Yo me he acercado una vez a mi cuerpo;
y habiendo comprendido que jamás lo había visto, aunque lo llevaba a cuestas,
le he preguntado quién era;
y una voz, en el silencio, me ha dicho:
Yo soy el cuerpo que te habita, y estoy aquí, en las oscuridades, y te duelo, y te vivo, y te muero.
Pero no soy tu cuerpo. Yo soy la noche.
Los talleres Krupp no sólo eran un lugar de tertulia, sino que desarrollaban las potencialidades de varios de sus asistentes. El así llamado “Rimbaud boliviano”, Guillermo Bedregal García, que murió en un accidente automovilístico a los 20 años, encontró en Sáenz una figura que le dio impulso a su propia (y breve) obra poética, que consta de tres conjuntos de poemas. Sáenz lo ungió como parte de la dirección de la revista Vertical, que se publicaba con la participación de los miembros de los talleres. La viuda de Bedregal, Corina, contó a Forrest Gander y Kent Johnson, unos estudiosos de la literatura boliviana que habían ido desde los Estados Unidos a La Paz para seguir el rastro de Jaime Sáenz, lo siguiente: “Sí, mi Guillermo y Jaime solían tomar cocaína en grandes cantidades, era lo que hacían mientras hablaban y escribían y argumentaban con lo alto de su voz. Eran tan dulces juntos. Se amaban como un padre y un hijo”. Al principio de esta nota se dijo que Sáenz había dejado el alcohol. En 1984 y 1986 tuvo recaídas. En 1984 escribió su celebrado libro La noche. En 1986 la recaída fue fatal.

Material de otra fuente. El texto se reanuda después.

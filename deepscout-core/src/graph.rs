//! Knowledge-graph extraction from a query tree and visited sources.
//!
//! Produces the node/link model embedded into the exported graph page:
//! one `query` node per distinct tree node id, one `learning` node per
//! knowledge point, one `source` node per visited-source entry.
//!
//! Source→learning links pair the i-th source with the i-th collected
//! learning. That is a display approximation, not a verified citation
//! mapping, and must be read as best-effort.

use crate::tree::{QueryNode, QueryStatus, SourceEntry};
use serde::{Deserialize, Serialize};
use std::collections::{HashMap, HashSet, VecDeque};
use uuid::Uuid;

/// Kind of graph node.
#[derive(Debug, Clone, Copy, PartialEq, Eq, Serialize, Deserialize)]
#[serde(rename_all = "snake_case")]
pub enum NodeKind {
    Query,
    Learning,
    Source,
}

/// One node in the exported graph.
#[derive(Debug, Clone, Serialize, Deserialize)]
pub struct GraphNode {
    pub id: String,
    pub label: String,
    #[serde(rename = "type")]
    pub kind: NodeKind,
    #[serde(skip_serializing_if = "Option::is_none")]
    pub status: Option<QueryStatus>,
    #[serde(skip_serializing_if = "Option::is_none")]
    pub url: Option<String>,
    /// Untruncated text, retained on learning nodes only.
    #[serde(skip_serializing_if = "Option::is_none")]
    pub full_text: Option<String>,
}

/// A directed link between two graph nodes.
///
/// Serialized with the `value` key the force-layout template expects.
#[derive(Debug, Clone, PartialEq, Eq, Serialize, Deserialize)]
pub struct GraphLink {
    pub source: String,
    pub target: String,
    #[serde(rename = "value")]
    pub weight: u32,
}

/// The derived graph model. Rebuilt fresh on every export call; ids carry
/// no identity across calls.
#[derive(Debug, Clone, Default, Serialize, Deserialize)]
pub struct GraphModel {
    pub nodes: Vec<GraphNode>,
    pub links: Vec<GraphLink>,
}

const MAX_LABEL_CHARS: usize = 100;

/// Truncate a label for display, respecting UTF-8 boundaries.
fn display_label(text: &str) -> String {
    match text.char_indices().nth(MAX_LABEL_CHARS) {
        Some((idx, _)) => format!("{}...", &text[..idx]),
        None => text.to_string(),
    }
}

/// Extract the graph model from a tree snapshot and the visited sources.
///
/// An empty tree yields an empty model. A tree node id that is reachable
/// more than once (overlapping partial snapshots re-written by the
/// producer) is emitted as a single `query` node, but every parent edge
/// into it is kept, preserving link multiplicity.
pub fn extract(tree: Option<&QueryNode>, sources: &HashMap<String, SourceEntry>) -> GraphModel {
    let mut model = GraphModel::default();
    let mut seen: HashSet<String> = HashSet::new();
    // Learning node ids in collection order, for the index-pairing below.
    let mut learning_ids: Vec<String> = Vec::new();

    let mut queue: VecDeque<(&QueryNode, Option<String>)> = VecDeque::new();
    if let Some(root) = tree {
        queue.push_back((root, None));
    }

    while let Some((node, parent_id)) = queue.pop_front() {
        let node_id = node
            .id
            .clone()
            .unwrap_or_else(|| Uuid::new_v4().to_string());

        // Dedup applies to node emission only, never to link emission.
        if seen.insert(node_id.clone()) {
            model.nodes.push(GraphNode {
                id: node_id.clone(),
                label: display_label(&node.query),
                kind: NodeKind::Query,
                status: Some(node.status),
                url: None,
                full_text: None,
            });

            for (i, learning) in node.learnings.iter().enumerate() {
                let learning_id = format!("learning_{node_id}_{i}");
                model.nodes.push(GraphNode {
                    id: learning_id.clone(),
                    label: display_label(learning),
                    kind: NodeKind::Learning,
                    status: None,
                    url: None,
                    full_text: Some(learning.clone()),
                });
                model.links.push(GraphLink {
                    source: node_id.clone(),
                    target: learning_id.clone(),
                    weight: 1,
                });
                learning_ids.push(learning_id);
            }
        }

        if let Some(parent) = parent_id {
            model.links.push(GraphLink {
                source: parent,
                target: node_id.clone(),
                weight: 2,
            });
        }

        for child in &node.sub_queries {
            queue.push_back((child, Some(node_id.clone())));
        }
    }

    // Sources are keyed by an opaque identifier; sort for a stable layout.
    let mut keys: Vec<&String> = sources.keys().collect();
    keys.sort();
    for (i, key) in keys.into_iter().enumerate() {
        let entry = &sources[key];
        let source_id = format!("source_{i}");
        model.nodes.push(GraphNode {
            id: source_id.clone(),
            label: display_label(&entry.title),
            kind: NodeKind::Source,
            status: None,
            url: Some(entry.link.clone()),
            full_text: None,
        });
        // Best-effort pairing: i-th source to i-th learning. Sources past
        // the end of the learnings list keep their node but no link.
        if let Some(learning_id) = learning_ids.get(i) {
            model.links.push(GraphLink {
                source: source_id,
                target: learning_id.clone(),
                weight: 1,
            });
        }
    }

    model
}
//! Query-tree data model and aggregation.
//!
//! The tree is produced and owned by the research collaborator; this module
//! only reads snapshots of it. All aggregation walks the tree iteratively
//! with an explicit work queue so arbitrarily deep trees (the depth
//! parameter is operator-controlled) cannot exhaust the call stack.
//!
//! Aggregation is order-independent over the node set, so traversal order
//! never affects results.

use serde::{Deserialize, Serialize};
use std::collections::{HashMap, VecDeque};

/// Completion status of a query node.
///
/// A node moves to `Completed` exactly once and never regresses; the
/// consumer treats the status as read-only either way.
#[derive(Debug, Clone, Copy, Default, PartialEq, Eq, Serialize, Deserialize)]
#[serde(rename_all = "snake_case")]
pub enum QueryStatus {
    #[default]
    Waiting,
    InProgress,
    Completed,
}

/// One node of the recursive query tree.
///
/// Snapshots written by the collaborator may omit any field; absent fields
/// decode to safe defaults so a structurally odd node degrades instead of
/// failing the whole snapshot.
#[derive(Debug, Clone, Default, PartialEq, Serialize, Deserialize)]
pub struct QueryNode {
    /// The query text this node explores.
    #[serde(default)]
    pub query: String,
    /// Completion status; absent means not completed.
    #[serde(default)]
    pub status: QueryStatus,
    /// Knowledge points accumulated for this query.
    #[serde(default)]
    pub learnings: Vec<String>,
    /// Recursively spawned sub-queries, in insertion order.
    #[serde(default)]
    pub sub_queries: Vec<QueryNode>,
    /// Stable identity; synthesized downstream when absent.
    #[serde(default, skip_serializing_if = "Option::is_none")]
    pub id: Option<String>,
    /// Level in the tree as reported by the producer (root = 1).
    #[serde(default, skip_serializing_if = "Option::is_none")]
    pub depth: Option<u32>,
}

/// A visited source, keyed externally by an opaque URL-derived identifier.
#[derive(Debug, Clone, Default, PartialEq, Eq, Serialize, Deserialize)]
pub struct SourceEntry {
    #[serde(default)]
    pub title: String,
    #[serde(default)]
    pub link: String,
}

/// Total and completed node counts for a tree.
#[derive(Debug, Clone, Copy, Default, PartialEq, Eq)]
pub struct NodeCount {
    pub total: usize,
    pub completed: usize,
}

/// Count the nodes reachable from the root (root included) and how many
/// of them are completed. An empty tree yields `(0, 0)`.
pub fn count_nodes(tree: Option<&QueryNode>) -> NodeCount {
    let mut count = NodeCount::default();
    let mut queue: VecDeque<&QueryNode> = VecDeque::new();
    if let Some(root) = tree {
        queue.push_back(root);
    }
    while let Some(node) = queue.pop_front() {
        count.total += 1;
        if node.status == QueryStatus::Completed {
            count.completed += 1;
        }
        queue.extend(node.sub_queries.iter());
    }
    count
}

/// Sum of knowledge points (learnings) over all nodes. Empty tree yields 0.
pub fn count_knowledge_points(tree: Option<&QueryNode>) -> usize {
    let mut total = 0;
    let mut queue: VecDeque<&QueryNode> = VecDeque::new();
    if let Some(root) = tree {
        queue.push_back(root);
    }
    while let Some(node) = queue.pop_front() {
        total += node.learnings.len();
        queue.extend(node.sub_queries.iter());
    }
    total
}

/// Deepest level reached in the tree, counting the root as 1.
///
/// Prefers a node's producer-reported `depth` when present, falling back
/// to the structural level otherwise. Empty tree yields 0.
pub fn max_depth(tree: Option<&QueryNode>) -> usize {
    let mut deepest = 0;
    let mut queue: VecDeque<(&QueryNode, usize)> = VecDeque::new();
    if let Some(root) = tree {
        queue.push_back((root, 1));
    }
    while let Some((node, level)) = queue.pop_front() {
        let level = node.depth.map(|d| d as usize).unwrap_or(level);
        deepest = deepest.max(level);
        for child in &node.sub_queries {
            queue.push_back((child, level + 1));
        }
    }
    deepest
}

/// Cardinality of the visited-source map. Empty map yields 0.
pub fn count_unique_sources(sources: &HashMap<String, SourceEntry>) -> usize {
    sources.len()
}

#[cfg(test)]
mod tests {
    use super::*;

    fn node(status: QueryStatus, learnings: &[&str], sub_queries: Vec<QueryNode>) -> QueryNode {
        QueryNode {
            query: "q".into(),
            status,
            learnings: learnings.iter().map(|s| s.to_string()).collect(),
            sub_queries,
            id: None,
            depth: None,
        }
    }

    #[test]
    fn test_count_nodes_empty() {
        assert_eq!(count_nodes(None), NodeCount::default());
    }

    #[test]
    fn test_count_nodes_mixed_statuses() {
        let tree = node(
            QueryStatus::Completed,
            &[],
            vec![
                node(QueryStatus::Completed, &[], vec![]),
                node(QueryStatus::Waiting, &[], vec![]),
            ],
        );
        let count = count_nodes(Some(&tree));
        assert_eq!(count.total, 3);
        assert_eq!(count.completed, 2);
        assert!(count.total >= count.completed);
    }

    #[test]
    fn test_count_knowledge_points() {
        let tree = node(
            QueryStatus::Completed,
            &["a", "b"],
            vec![node(QueryStatus::InProgress, &["c"], vec![])],
        );
        assert_eq!(count_knowledge_points(Some(&tree)), 3);
        assert_eq!(count_knowledge_points(None), 0);
    }

    #[test]
    fn test_aggregation_is_idempotent() {
        let tree = node(
            QueryStatus::Completed,
            &["a"],
            vec![node(QueryStatus::Waiting, &["b", "c"], vec![])],
        );
        let first = (count_nodes(Some(&tree)), count_knowledge_points(Some(&tree)));
        let second = (count_nodes(Some(&tree)), count_knowledge_points(Some(&tree)));
        assert_eq!(first, second);
    }

    #[test]
    fn test_deep_tree_does_not_overflow_stack() {
        // A path-shaped tree far deeper than any default thread stack
        // would tolerate under recursion.
        let mut tree = node(QueryStatus::Completed, &["leaf"], vec![]);
        for _ in 0..100_000 {
            tree = node(QueryStatus::Completed, &[], vec![tree]);
        }
        let count = count_nodes(Some(&tree));
        assert_eq!(count.total, 100_001);
        assert_eq!(count.completed, 100_001);
        assert_eq!(count_knowledge_points(Some(&tree)), 1);
        assert_eq!(max_depth(Some(&tree)), 100_001);
        // Drop iteratively too; a recursive Drop on a 100k-deep chain
        // would also blow the stack.
        let mut current = tree;
        while let Some(child) = current.sub_queries.pop() {
            current = child;
        }
    }

    #[test]
    fn test_max_depth_prefers_producer_depth() {
        let mut child = node(QueryStatus::Waiting, &[], vec![]);
        child.depth = Some(7);
        let tree = node(QueryStatus::Completed, &[], vec![child]);
        assert_eq!(max_depth(Some(&tree)), 7);
        assert_eq!(max_depth(None), 0);
    }

    #[test]
    fn test_count_unique_sources() {
        let mut sources = HashMap::new();
        assert_eq!(count_unique_sources(&sources), 0);
        for i in 0..4 {
            sources.insert(
                format!("https://example.com/{i}"),
                SourceEntry {
                    title: format!("Source {i}"),
                    link: format!("https://example.com/{i}"),
                },
            );
        }
        assert_eq!(count_unique_sources(&sources), 4);
    }

    #[test]
    fn test_tolerant_decoding_of_sparse_nodes() {
        // Only the query is present; everything else defaults.
        let tree: QueryNode =
            serde_json::from_str(r#"{"query": "bare", "sub_queries": [{}]}"#).unwrap();
        assert_eq!(tree.status, QueryStatus::Waiting);
        assert!(tree.learnings.is_empty());
        let count = count_nodes(Some(&tree));
        assert_eq!(count.total, 2);
        assert_eq!(count.completed, 0);
    }
}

De tu partida, que es como una lumbre, se condolerán estas claras imágenes
por el viento de la tarde mecidas aquí y a lo lejos;
yo te acompaño con el rumor de las hojas, miro por ti las cosas que amabas
—el alba no borrará tu paso, eres visible.
La Paz es una ciudad que se superpone a sí misma, en capas que culminan por los cerros que la circundan. Sus cuatro mil metros de altura la hacen tan cercana al sol que ni en invierno deja de ser quemante. Por eso, el enorme Cementerio General de La Paz no abunda en flores vivas, sino que son flores de papel las que adornan cada tumba -de otro modo, las flores morirían rápido, el homenaje al muerto sería fugaz. Por las noches, grupos de jóvenes se introducen tras los muros del camposanto. Llegan, chicos y chicas, tal vez personas ya en sus treinta, a la tumba de Jaime Sáenz. Allí leen, mientras beben, sus poemas. Antes de que el amanecer claree se habrán retirado, luego de esa ceremonia de iniciados. Habrán dejado también botellas de ron, y no flores, para que acompañen en su residencia en la muerte al poeta Sáenz.